▶ **PROBLEM**
Copy exactly, please, each line of the data below until the line that contains "use once_cell::sync::Lazy;" has been copied, beginning at the top.

▶ **LISTED RECORDS**
::::::::
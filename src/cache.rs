//! 全域快取模組。
//!
//! 提供兩類快取：
//! 1. [`SHARE`]：長生命週期的業務資料快取，包含股票主檔與最後交易日收盤價。
//! 2. [`TTL`]：短生命週期的暫存快取，用於「短時間內避免重複處理」的場景。
//!
//! 以 `RwLock` 保護共享資料，讀多寫少的路徑可並行讀取。
//! 若鎖取得失敗，多數 API 會回傳 `None` 或 `false` 以避免 panic，
//! 並由上層依回傳值決定是否重試或降級處理。

use std::{sync::RwLock, time::Duration};

use hashbrown::HashMap;
use once_cell::sync::Lazy;

use crate::{
    database::table::{daily_quote, stock},
    logging,
    util::map::vec_to_hashmap,
};

/// 全域共享資料快取實例。
///
/// 請在服務啟動時先呼叫 [`Share::load`] 完成初始化，再進行讀取。
pub static SHARE: Lazy<Share> = Lazy::new(Default::default);

/// 各類長生命週期快取的集中管理器。
pub struct Share {
    /// 股票主檔，Key: 股票代號
    pub stocks: RwLock<HashMap<String, stock::Stock>>,
    /// 最後交易日收盤行情，Key: 股票代號
    last_trading_day_quotes: RwLock<HashMap<String, daily_quote::DailyQuote>>,
}

impl Share {
    pub fn new() -> Self {
        Share {
            stocks: RwLock::new(HashMap::new()),
            last_trading_day_quotes: RwLock::new(HashMap::new()),
        }
    }

    /// 從資料庫載入主快取資料。
    ///
    /// 錯誤處理策略：各段落若失敗會記錄 log，其他段落仍會繼續執行，
    /// 屬於「盡力載入」模型。建議在程式啟動階段呼叫一次。
    pub async fn load(&self) {
        match stock::Stock::fetch().await {
            Ok(stocks) => {
                if let Ok(mut s) = self.stocks.write() {
                    *s = vec_to_hashmap(stocks);
                }
            }
            Err(why) => {
                logging::error_file_async(format!("Failed to Stock::fetch because {:?}", why));
            }
        }

        match daily_quote::DailyQuote::fetch_last_trading_day_quotes().await {
            Ok(quotes) => {
                if let Ok(mut cache) = self.last_trading_day_quotes.write() {
                    for quote in quotes {
                        cache.insert(quote.stock_symbol.to_string(), quote);
                    }
                }
            }
            Err(why) => {
                logging::error_file_async(format!(
                    "Failed to fetch_last_trading_day_quotes because {:?}",
                    why
                ));
            }
        }

        let stock_count = self.stocks.read().map(|s| s.len()).unwrap_or_default();
        let quote_count = self
            .last_trading_day_quotes
            .read()
            .map(|q| q.len())
            .unwrap_or_default();

        logging::info_file_async(format!(
            "快取載入完成 股票主檔:{} 最後交易日收盤:{}",
            stock_count, quote_count
        ));
    }

    /// 取得指定股票最後交易日的收盤行情
    pub async fn get_last_trading_day_quotes(
        &self,
        stock_symbol: &str,
    ) -> Option<daily_quote::DailyQuote> {
        match self.last_trading_day_quotes.read() {
            Ok(cache) => cache.get(stock_symbol).cloned(),
            Err(_) => None,
        }
    }

    /// 更新指定股票最後交易日的收盤行情
    pub async fn set_stock_last_price(&self, quote: &daily_quote::DailyQuote) {
        if let Ok(mut cache) = self.last_trading_day_quotes.write() {
            cache.insert(quote.stock_symbol.to_string(), quote.clone());
        }
    }

    /// 股票主檔是否已有此代號
    pub fn stock_contains_key(&self, stock_symbol: &str) -> bool {
        match self.stocks.read() {
            Ok(stocks) => stocks.contains_key(stock_symbol),
            Err(_) => false,
        }
    }

    /// 新增一筆股票主檔到快取
    pub fn insert_stock(&self, stock: &stock::Stock) {
        if let Ok(mut stocks) = self.stocks.write() {
            stocks.insert(stock.stock_symbol.to_string(), stock.clone());
        }
    }
}

impl Default for Share {
    fn default() -> Self {
        Self::new()
    }
}

/// 全域短時效快取實例。
pub static TTL: Lazy<Ttl> = Lazy::new(Default::default);

/// 具 TTL（存活時間）能力的快取容器。
///
/// `daily_quote` 用來避免同一輪流程重複處理同一筆日行情。
pub struct Ttl {
    daily_quote: moka::sync::Cache<String, String>,
}

/// 對 `Ttl` 的操作介面抽象。
pub trait TtlCacheInner {
    fn daily_quote_contains_key(&self, key: &str) -> bool;
    fn daily_quote_get(&self, key: &str) -> Option<String>;
    fn daily_quote_set(&self, key: String, val: String);
    fn clear(&self);
}

impl TtlCacheInner for Ttl {
    fn daily_quote_contains_key(&self, key: &str) -> bool {
        self.daily_quote.contains_key(key)
    }

    fn daily_quote_get(&self, key: &str) -> Option<String> {
        self.daily_quote.get(key)
    }

    fn daily_quote_set(&self, key: String, val: String) {
        self.daily_quote.insert(key, val);
    }

    fn clear(&self) {
        self.daily_quote.invalidate_all();
    }
}

impl Ttl {
    pub fn new() -> Self {
        Ttl {
            daily_quote: moka::sync::Cache::builder()
                .max_capacity(4096)
                .time_to_live(Duration::from_secs(60 * 60 * 24))
                .build(),
        }
    }
}

impl Default for Ttl {
    fn default() -> Self {
        Self::new()
    }
}
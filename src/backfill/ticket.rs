use anyhow::Result;
use chrono::NaiveDate;

use crate::{crawler, database::table::ticket::Ticket, logging};

/// 回補指定日期上市與上櫃的融券借券賣出餘額
pub async fn execute(date: NaiveDate) -> Result<usize> {
    let (twse, tpex) = tokio::join!(
        crawler::twse::ticket::visit(date),
        crawler::tpex::ticket::visit(date)
    );

    let mut rows = Vec::with_capacity(4096);
    for result in [twse, tpex] {
        match result {
            Ok(mut r) => rows.append(&mut r),
            Err(why) => {
                logging::error_file_async(format!("融券借券餘額抓取失敗 ({:?})", why));
            }
        }
    }

    if rows.is_empty() {
        logging::info_file_async(format!("{} 沒有融券借券餘額可回補", date));
        return Ok(0);
    }

    Ticket::delete_by_date(date).await?;
    let count = Ticket::copy_in_raw(&rows).await?;

    Ok(count as usize)
}
/// 綜合損益彙總表
pub mod financial_statement;

pub const HOST: &str = "mops.twse.com.tw";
::::::::
▶ **OUTPUT**
filename src/cache.rs
//! 全域快取模組。
//!
//! 提供兩類快取：
//! 1. [`SHARE`]：長生命週期的業務資料快取，包含股票主檔與最後交易日收盤價。
//! 2. [`TTL`]：短生命週期的暫存快取，用於「短時間內避免重複處理」的場景。
//!
//! 以 `RwLock` 保護共享資料，讀多寫少的路徑可並行讀取。
//! 若鎖取得失敗，多數 API 會回傳 `None` 或 `false` 以避免 panic，
//! 並由上層依回傳值決定是否重試或降級處理。

use std::{sync::RwLock, time::Duration};

use hashbrown::HashMap;
use once_cell::sync::Lazy;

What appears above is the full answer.